Mucho tiempo después este misterioso protagonista heredó de su papá el oficio de vender lotes en los cementerios. Trabajaban por comisión para la funeraria Jardines de paz, fue allí donde el entonces joven e inquieto empresario empezó a hacer plata y relaciones alrededor de la muerte.
Al frente de la sede de Medicina Legal, donde estaban puestas algunas de las funerarias del sur de Bogotá, montó un pequeño local donde lo único que tenía era un viejo escritorio de madera, dos sillas y un cuadro que adornaba la pared. Él y los funerarios del sector les caían como ‘chulos’ a los familiares que llegaban a la morgue para reclamar sus muertos; unos para vender el servicio de traslado, arreglo y velación del cadáver y él para vender el hueco donde lo enterrarían. Corrían los últimos años de los violentos años 80 en los que trabajar para la muerte era un gran negocio.
Cuando los hermanos Carlos Julio y José Niño, llegaron a Bogotá con sus Olivos y con la idea del pago a cuotas de los funerales, en 1.990, el entonces estudiante de administración de empresas, entendió bien el negocio y empezó a analizar la manera para sumarse a la gran idea que traían los hermanos caleños, quienes ya se habían ganado uno de los mejores clientes del país: el magisterio de profesores.
Con la plata de la venta de un carro, y con algunos conocimientos del mercado de la muerte, fundó en 1.993 su primera empresa y desde ese momento se puso a vender planes exequiales. Visitó empresas privadas y oficiales y en un par de años logró algunos clientes. Pero su joya de la corona, que lo hizo ver unos buenos millones, y que hasta el día de hoy es su mejor y más consentida cuenta, es el Ministerio de Defensa: la muerte de todos los uniformados es suya. El empresario tiene en total unas 4500 empresas como clientes y casi un millón de afiliados que mensualmente le pagan entre $7 mil y $80 mil, dependiendo el plan de afiliación.

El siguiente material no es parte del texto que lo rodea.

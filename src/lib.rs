//! Blocking client for a local Ollama inference server.
//!
//! The [`ollama`] module holds the library surface (generation, embeddings,
//! model listing and tool-call schema inference). The remaining modules back
//! the `ollama-runner` and `ogen` binaries.

/// CLI subcommand implementations.
pub mod commands;
/// Profile file loading and setting resolution.
pub mod config;
/// Tracing subscriber setup for the binaries.
pub mod logging;
/// Ollama HTTP API client and tool schema helpers.
pub mod ollama;

pub use ollama::{
    ChatMessage, ClientConfig, FailureKind, OllamaClient, OllamaError, Signature, ToolSchema,
    infer_tool, list_models,
};

/// Long version string shared by both binaries.
pub const LONG_VERSION: &str = concat!(
    env!("CARGO_PKG_VERSION"),
    "\ncommit: ",
    env!("OLLAMA_RUNNER_GIT_SHA"),
    "\nbuilt: ",
    env!("OLLAMA_RUNNER_BUILD_TS")
);
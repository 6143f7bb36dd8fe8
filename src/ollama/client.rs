use std::time::Duration;

use reqwest::blocking::{Client, RequestBuilder};
use serde::{Deserialize, Serialize};
use serde_json::Value;
use tracing::debug;

use crate::ollama::error::OllamaError;
use crate::ollama::models;
use crate::ollama::tools::{Signature, ToolSchema, infer_tool};

/// Address of a stock local Ollama install.
pub const DEFAULT_BASE_URL: &str = "http://localhost:11434";

const GENERATE_PATH: &str = "/api/generate";
const EMBEDDINGS_PATH: &str = "/api/embeddings";
const CHAT_PATH: &str = "/api/chat";

/// Connection settings for [`OllamaClient`].
#[derive(Debug, Clone, PartialEq, Eq)]
pub struct ClientConfig {
    pub base_url: String,
    /// Covers model load plus full, non-streamed generation.
    pub generate_timeout: Duration,
    pub embeddings_timeout: Duration,
    pub chat_timeout: Duration,
    /// `None` keeps the transport's default timeout.
    pub list_timeout: Option<Duration>,
}

impl Default for ClientConfig {
    fn default() -> Self {
        Self {
            base_url: DEFAULT_BASE_URL.to_string(),
            generate_timeout: Duration::from_secs(1000),
            embeddings_timeout: Duration::from_secs(300),
            chat_timeout: Duration::from_secs(1000),
            list_timeout: None,
        }
    }
}

impl ClientConfig {
    pub fn new(base_url: impl Into<String>) -> Self {
        Self {
            base_url: base_url.into(),
            ..Self::default()
        }
    }
}

pub(crate) fn normalize_base_url(base_url: &str) -> String {
    base_url.trim().trim_end_matches('/').to_string()
}

/// Chat message passed through verbatim to `/api/chat`.
#[derive(Debug, Clone, PartialEq, Eq, Serialize, Deserialize)]
pub struct ChatMessage {
    pub role: String,
    pub content: String,
}

impl ChatMessage {
    pub fn new(role: impl Into<String>, content: impl Into<String>) -> Self {
        Self {
            role: role.into(),
            content: content.into(),
        }
    }

    pub fn system(content: impl Into<String>) -> Self {
        Self::new("system", content)
    }

    pub fn user(content: impl Into<String>) -> Self {
        Self::new("user", content)
    }

    pub fn assistant(content: impl Into<String>) -> Self {
        Self::new("assistant", content)
    }
}

/// Body of a non-streaming `/api/generate` call.
#[derive(Debug, Clone, Serialize)]
pub struct GenerateRequest {
    pub model: String,
    pub prompt: String,
    pub stream: bool,
    /// Base64-encoded images for multimodal models.
    #[serde(skip_serializing_if = "Vec::is_empty")]
    pub images: Vec<String>,
}

impl GenerateRequest {
    pub fn new(model: impl Into<String>, prompt: impl Into<String>) -> Self {
        Self {
            model: model.into(),
            prompt: prompt.into(),
            stream: false,
            images: Vec::new(),
        }
    }

    pub fn with_images(mut self, images: Vec<String>) -> Self {
        self.images = images;
        self
    }
}

/// Body of an `/api/embeddings` call.
#[derive(Debug, Clone, Serialize)]
pub struct EmbeddingsRequest {
    pub model: String,
    pub prompt: String,
}

/// Body of a tool decision `/api/chat` call.
#[derive(Debug, Clone, Serialize)]
pub struct ChatRequest {
    pub model: String,
    pub messages: Vec<ChatMessage>,
    pub tools: Vec<ToolSchema>,
    pub stream: bool,
}

/// Blocking Ollama API client bound to one base URL.
///
/// The client holds no per-call state, so a shared reference can be used from
/// several threads at once.
#[derive(Debug, Clone)]
pub struct OllamaClient {
    config: ClientConfig,
    client: Client,
}

impl OllamaClient {
    /// Creates a client with default timeouts.
    pub fn new(base_url: impl Into<String>) -> Self {
        Self::with_config(ClientConfig::new(base_url))
    }

    pub fn with_config(config: ClientConfig) -> Self {
        Self::with_http_client(config, Client::new())
    }

    /// Uses a caller-built HTTP client, e.g. one with proxies disabled.
    pub fn with_http_client(mut config: ClientConfig, client: Client) -> Self {
        config.base_url = normalize_base_url(&config.base_url);
        Self { config, client }
    }

    pub fn base_url(&self) -> &str {
        &self.config.base_url
    }

    pub fn config(&self) -> &ClientConfig {
        &self.config
    }

    /// Full URL for an API path.
    pub fn endpoint(&self, path: &str) -> String {
        format!("{}{path}", self.config.base_url)
    }

    /// Generates a full completion for `prompt` and returns the response text.
    pub fn generate(&self, model: &str, prompt: &str) -> Result<String, OllamaError> {
        self.send_generate(&GenerateRequest::new(model, prompt))
    }

    /// Like [`generate`](Self::generate), attaching base64-encoded images.
    pub fn generate_with_images(
        &self,
        model: &str,
        prompt: &str,
        images: Vec<String>,
    ) -> Result<String, OllamaError> {
        self.send_generate(&GenerateRequest::new(model, prompt).with_images(images))
    }

    fn send_generate(&self, payload: &GenerateRequest) -> Result<String, OllamaError> {
        debug!(
            model = %payload.model,
            images = payload.images.len(),
            "sending generate request"
        );
        let request = self
            .client
            .post(self.endpoint(GENERATE_PATH))
            .timeout(self.config.generate_timeout)
            .json(payload);
        let body = send_json(GENERATE_PATH, request)?;
        body.get("response")
            .and_then(Value::as_str)
            .map(str::to_string)
            .ok_or_else(|| log_failure(OllamaError::missing_field(GENERATE_PATH, "response")))
    }

    /// Embeds `prompt` and returns the dense vector.
    pub fn get_embeddings(&self, model: &str, prompt: &str) -> Result<Vec<f64>, OllamaError> {
        debug!(model, "sending embeddings request");
        let payload = EmbeddingsRequest {
            model: model.to_string(),
            prompt: prompt.to_string(),
        };
        let request = self
            .client
            .post(self.endpoint(EMBEDDINGS_PATH))
            .timeout(self.config.embeddings_timeout)
            .json(&payload);
        let body = send_json(EMBEDDINGS_PATH, request)?;

        let embedding = body
            .get("embedding")
            .and_then(Value::as_array)
            .ok_or_else(|| log_failure(OllamaError::missing_field(EMBEDDINGS_PATH, "embedding")))?;
        let mut vector = Vec::with_capacity(embedding.len());
        for value in embedding {
            let number = value.as_f64().ok_or_else(|| {
                log_failure(OllamaError::invalid_value(
                    EMBEDDINGS_PATH,
                    format!("embedding contains a non-numeric value: {value}"),
                ))
            })?;
            vector.push(number);
        }
        Ok(vector)
    }

    /// Builds the `/api/chat` body offering `tools` to the model.
    pub fn decision_request(
        &self,
        model: &str,
        messages: &[ChatMessage],
        tools: &[Signature],
    ) -> ChatRequest {
        ChatRequest {
            model: model.to_string(),
            messages: messages.to_vec(),
            tools: tools.iter().map(infer_tool).collect(),
            stream: false,
        }
    }

    /// Asks the model which of `tools` to call, if any.
    ///
    /// Returns the decoded response body untouched; nothing is executed.
    /// [`parse_tool_calls`](crate::ollama::tools::parse_tool_calls) extracts
    /// the chosen calls.
    pub fn decide_tool(
        &self,
        model: &str,
        messages: &[ChatMessage],
        tools: &[Signature],
    ) -> Result<Value, OllamaError> {
        let payload = self.decision_request(model, messages, tools);
        debug!(
            model,
            messages = payload.messages.len(),
            tools = payload.tools.len(),
            "sending tool decision request"
        );
        let request = self
            .client
            .post(self.endpoint(CHAT_PATH))
            .timeout(self.config.chat_timeout)
            .json(&payload);
        send_json(CHAT_PATH, request)
    }

    /// Names of the models installed on the server.
    pub fn list_models(&self) -> Result<Vec<String>, OllamaError> {
        models::fetch_model_names(&self.client, &self.config.base_url, self.config.list_timeout)
    }

    /// Whether `name` is among the installed models.
    pub fn is_model_available(&self, name: &str) -> Result<bool, OllamaError> {
        Ok(self.list_models()?.iter().any(|model| model == name))
    }
}

/// Sends a request and decodes a successful JSON body.
pub(crate) fn send_json(path: &str, request: RequestBuilder) -> Result<Value, OllamaError> {
    let response = request
        .send()
        .map_err(|source| log_failure(OllamaError::transport(path, source)))?;

    if !response.status().is_success() {
        let status = response.status();
        let body = response.text().unwrap_or_default();
        return Err(log_failure(OllamaError::status(path, status, &body)));
    }

    response.json::<Value>().map_err(|source| {
        // A timeout while reading the body is reported by reqwest as a decode error.
        let err = if source.is_timeout() || !source.is_decode() {
            OllamaError::transport(path, source)
        } else {
            OllamaError::decode(path, source)
        };
        log_failure(err)
    })
}

pub(crate) fn log_failure(err: OllamaError) -> OllamaError {
    debug!(
        endpoint = err.endpoint(),
        kind = ?err.kind(),
        "request failed: {}",
        err.message()
    );
    err
}
use std::io;

use tracing_subscriber::EnvFilter;

/// Environment variable holding a `tracing` filter directive.
pub const LOG_ENV: &str = "OLLAMA_RUNNER_LOG";

/// How chatty stderr should be.
#[derive(Debug, Clone, Copy, PartialEq, Eq)]
pub enum Verbosity {
    Quiet,
    Normal,
    Verbose,
}

impl Verbosity {
    pub fn from_flags(quiet: bool, verbose: bool) -> Self {
        if quiet {
            Verbosity::Quiet
        } else if verbose {
            Verbosity::Verbose
        } else {
            Verbosity::Normal
        }
    }

    fn default_directive(self) -> &'static str {
        match self {
            Verbosity::Quiet => "error",
            Verbosity::Normal => "warn",
            Verbosity::Verbose => "ollama_runner=debug",
        }
    }
}

/// Installs a stderr subscriber. `--quiet` and `--verbose` take precedence
/// over the environment filter.
pub fn init(verbosity: Verbosity) {
    let filter = match verbosity {
        Verbosity::Normal => EnvFilter::try_from_env(LOG_ENV)
            .unwrap_or_else(|_| EnvFilter::new(verbosity.default_directive())),
        _ => EnvFilter::new(verbosity.default_directive()),
    };

    let _ = tracing_subscriber::fmt()
        .with_env_filter(filter)
        .with_writer(io::stderr)
        .with_target(false)
        .try_init();
}

#[cfg(test)]
mod tests {
    use super::Verbosity;

    #[test]
    fn quiet_wins_over_verbose() {
        assert_eq!(Verbosity::from_flags(true, true), Verbosity::Quiet);
        assert_eq!(Verbosity::from_flags(false, true), Verbosity::Verbose);
        assert_eq!(Verbosity::from_flags(false, false), Verbosity::Normal);
    }
}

Al comienzo de su emprendimiento, cuando alguno de sus clientes hacía efectiva la póliza, tercerizaraba todos los servicios. Contrataba quien le limpiara el cadáver, alquilaba la funeraria y los carros y si el cliente quería, también le conseguía el hueco en el cementerio. Un par de años después compró funerarias. Luego montó otra y luego otras más. Actualmente tiene más de 200 salas de velación, en 33 funerarias, regadas por todo el país,
Los viejos funerarios del centro de Bogotá no lo quieren. De él dicen que fue quien más les hizo daño a las pequeñas funerarias, quitándoles los muertos del día y haciendo maromas para hacerse con todos los difuntos, como poner empleados dentro de los mismos hospitales públicos y privados, entre otras, para monopolizar las afiliaciones de los familiares los enfermos agonizantes.
Desde que a este hombre le empezó a ir bien con el negocio de las afiliaciones nunca más se le volvió a ver por Medicina Legal ni por los lugares en los que en los años 80 compartía tintos, charlas y tardes rebuscando muertos para vender tumbas en los cementerios. Se olvidó de sus antiguos colegas y ahora, como el multimillonario que es solo disfruta de cócteles y whiskys reuniéndose con gente de poder tan rica como él con quienes sale a correr en sus Harley Davidson o en alguno de sus nueve ferraris.